If you’ve ever eaten an overcooked piece of chicken/pork/beef/fillintheblank you know the pain and suffering there is in wasting good money (and calories) to ill-prepared food.

2013-08-23 sous-vide chicken breast

sous-vide chicken breast (bbq seared finish)

Imagine never overcooking your steak again. Or making chicken breast so succulent you can cut it with a spoon.

That’s the magic of cooking sous-vide. The secret is in the water bath: a sous-vide machine maintains the water bath at the exact final temperature you want your food cooked to. Unlike cooking with a stovetop/oven/grill/steamer there’s no chance of over-shooting your finished temp, so it’s near impossible to overcook your food!

2. Superior Taste & Texture

Because your food is vacuum sealed and held at low temperatures, its flavours are intensified and textures can be transformed from rough and chewy to tenderloin tender. Imagine buying a cheap piece of chuck roast (usually one of the cheapest cuts of beef you can find) and transforming it into filet mignon-like goodness.

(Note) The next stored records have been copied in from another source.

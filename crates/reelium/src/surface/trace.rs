use reel_events::TraceKind;

use super::{Line, Panel, Span, Tone};
use crate::core::{PanelState, PanelStream, TraceLine};

fn style(step: TraceKind) -> (&'static str, &'static str, Tone) {
	match step {
		TraceKind::Thinking => ("?", "Thinking", Tone::Thinking),
		TraceKind::ToolCall => ("\u{2699}", "Tool Call", Tone::Action),
		TraceKind::Observation => ("\u{21B3}", "Result", Tone::Observation),
		TraceKind::Decision => ("\u{2713}", "Decision", Tone::Decision),
		TraceKind::Error => ("!", "Error", Tone::Error),
	}
}

pub fn render(stream: &PanelStream<TraceLine>, state: &PanelState) -> Panel {
	let mut panel = Panel::new(&stream.title);
	if state.is_computing() {
		panel = panel.with_indicator(Span::new("\u{25CF} live", Tone::Accent));
	}

	for step in stream.lines.iter().take(state.visible_count) {
		let (icon, label, tone) = style(step.step);
		let mut spans = vec![Span::new(format!("{icon} "), tone), Span::new(label, tone)];
		if let Some(agent) = &step.agent {
			spans.push(Span::new(format!(" [{agent}]"), Tone::Accent));
		}
		spans.push(Span::plain(format!("  {}", step.content)));
		panel.push(Line::new(spans));
	}

	if state.is_computing() {
		panel.push(Line::from_span(Span::new("\u{2026} computing", Tone::Muted)));
	}

	panel
}
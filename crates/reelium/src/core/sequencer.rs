use std::future::Future;
use std::sync::{Arc, Mutex, PoisonError};
use std::time::Duration;

use tokio::task::JoinHandle;
use tokio::time::{sleep_until, Instant};
use tokio_util::sync::CancellationToken;
use tracing::{debug, trace};

use super::{TimeMs, TimedCue, Timeline};

// ============================================================================
// Playback scope
// ============================================================================

struct ScopeInner {
	token: CancellationToken,
	/// Held while a cue or frame is applied; cancellation waits for it
	gate: Mutex<()>,
}

/// Shared view of one playback's scope, handed to the work running inside it
#[derive(Clone)]
pub struct PlaybackScope {
	inner: Arc<ScopeInner>,
}

impl PlaybackScope {
	fn new() -> Self {
		Self {
			inner: Arc::new(ScopeInner {
				token: CancellationToken::new(),
				gate: Mutex::new(()),
			}),
		}
	}

	pub fn is_cancelled(&self) -> bool {
		self.inner.token.is_cancelled()
	}

	pub async fn cancelled(&self) {
		self.inner.token.cancelled().await;
	}

	pub fn child_token(&self) -> CancellationToken {
		self.inner.token.child_token()
	}

	/// Run `f` only while the scope is live; `None` once cancelled.
	/// `f` must not cancel the scope it runs in.
	pub fn run_gated<R>(&self, f: impl FnOnce() -> R) -> Option<R> {
		let _gate = self.inner.gate.lock().unwrap_or_else(PoisonError::into_inner);
		if self.inner.token.is_cancelled() {
			return None;
		}
		Some(f())
	}

	fn close(&self) {
		self.inner.token.cancel();
		drop(self.inner.gate.lock().unwrap_or_else(PoisonError::into_inner));
	}
}

impl std::fmt::Debug for PlaybackScope {
	fn fmt(&self, f: &mut std::fmt::Formatter<'_>) -> std::fmt::Result {
		f.debug_struct("PlaybackScope").field("cancelled", &self.is_cancelled()).finish()
	}
}

/// Owner of one activation's playback. Dropping it cancels the playback.
#[derive(Debug)]
pub struct PlaybackHandle {
	scope: PlaybackScope,
	tasks: Vec<JoinHandle<()>>,
}

impl PlaybackHandle {
	pub fn new() -> Self {
		Self {
			scope: PlaybackScope::new(),
			tasks: Vec::new(),
		}
	}

	pub fn scope(&self) -> PlaybackScope {
		self.scope.clone()
	}

	/// Run `fut` inside this scope; it is stopped on cancellation
	pub fn spawn<F>(&mut self, fut: F)
	where
		F: Future<Output = ()> + Send + 'static,
	{
		let token = self.scope.inner.token.clone();
		self.tasks.retain(|t| !t.is_finished());
		self.tasks.push(tokio::spawn(async move {
			tokio::select! {
				_ = token.cancelled() => {}
				_ = fut => {}
			}
		}));
	}

	pub fn run_gated<R>(&self, f: impl FnOnce() -> R) -> Option<R> {
		self.scope.run_gated(f)
	}

	pub fn child_token(&self) -> CancellationToken {
		self.scope.child_token()
	}

	pub fn is_cancelled(&self) -> bool {
		self.scope.is_cancelled()
	}

	/// Every spawned task has run to completion (or was stopped)
	pub fn is_finished(&self) -> bool {
		self.tasks.iter().all(JoinHandle::is_finished)
	}

	/// Synchronous, idempotent and total: once this returns no cue or frame of
	/// this playback runs again.
	pub fn cancel(&self) {
		if !self.scope.is_cancelled() {
			debug!("Playback cancelled");
		}
		self.scope.close();
		for task in &self.tasks {
			task.abort();
		}
	}
}

impl Default for PlaybackHandle {
	fn default() -> Self {
		Self::new()
	}
}

impl Drop for PlaybackHandle {
	fn drop(&mut self) {
		self.cancel();
	}
}

// ============================================================================
// Sequencer
// ============================================================================

pub struct Sequencer;

impl Sequencer {
	/// Start playing `timeline` from zero, handing each due cue to `on_cue`.
	///
	/// Cues due at time zero are applied before this returns. The rest are
	/// applied by a single driver task in `(at, seq)` order; a late wake-up
	/// catches up on every cue that became due without skipping or repeating any.
	/// Must be called from within a tokio runtime.
	pub fn start<F>(timeline: Arc<Timeline>, mut on_cue: F) -> PlaybackHandle
	where
		F: FnMut(&TimedCue) + Send + 'static,
	{
		let mut handle = PlaybackHandle::new();
		let origin = Instant::now();
		let mut cursor = timeline.cursor();

		cursor.apply_until(&timeline, 0, |cue| on_cue(cue));

		if cursor.next_at(&timeline).is_none() {
			return handle;
		}

		let scope = handle.scope();
		handle.spawn(async move {
			while let Some(at) = cursor.next_at(&timeline) {
				sleep_until(origin + Duration::from_millis(u64::try_from(at).unwrap_or_default())).await;

				let now = elapsed_ms(origin).max(at);
				let applied = scope.run_gated(|| {
					cursor.apply_until(&timeline, now, |cue| {
						trace!(at = cue.at, seq = cue.seq, "Applying cue");
						on_cue(cue);
					});
				});
				if applied.is_none() {
					break;
				}
			}
			debug!(duration_ms = timeline.total_duration(), "Playback reached the end of its timeline");
		});

		handle
	}
}

fn elapsed_ms(origin: Instant) -> TimeMs {
	TimeMs::try_from(origin.elapsed().as_millis()).unwrap_or(TimeMs::MAX)
}
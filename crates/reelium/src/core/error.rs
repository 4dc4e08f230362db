use reel_events::{EventKind, EventsError};
use thiserror::Error;

pub type Result<T> = std::result::Result<T, SequencerError>;

#[derive(Debug, Error)]
pub enum SequencerError {
	#[error("No surface accepts {kind} events for actor '{actor}'")]
	UnknownActor { actor: String, kind: EventKind },

	#[error("Agent '{agent}' is not part of the orchestration roster")]
	UnknownAgent { agent: String },

	#[error("Invalid sequencer configuration: {0}")]
	InvalidConfig(String),

	#[error(transparent)]
	Events(#[from] EventsError),
}

impl SequencerError {
	/// Script reference errors can be dropped in lenient mode; everything else cannot
	pub fn is_recoverable(&self) -> bool {
		matches!(self, Self::UnknownActor { .. } | Self::UnknownAgent { .. })
	}
}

A piano refinisher once said to me, ” You can’t make rosewood out of a 2×4.” In the world of food, sous-vide seems to prove otherwise.

3. Repeatable results

Once you find your favourite target temperatures for your foods of choice, perfect results are easily repeatable and preparing food better than 90% of restaurants becomes a reality.


72hr sous-vide beef short ribs + weber chimney seared finish

72hr sous-vide beef short ribs + weber chimney seared finish

4. Party Perfect

If you’re cooking for a lot of guests sous-vide is a great way to make sure the food is ready when your guests are. No more stressing about latecomers ruining your perfect meal – an extra hour in the water bath will do no harm so food will be piping hot and perfect when you’re ready to sear and serve.

5. Easy and fuss-free

After putting your food in the water bath you can walk away without worry until your timer goes off. You’re not a slave to the stovetop or oven and you can spend time doing other things like making an awesome cup of coffee or getting in a quick 5-minute workout.  Or both.

So what’s the Down-side?

Long(ish) cooking time

There’s nothing particularly hard about sous-vide cooking but the cooking times are typically longer than with high-heat cooking.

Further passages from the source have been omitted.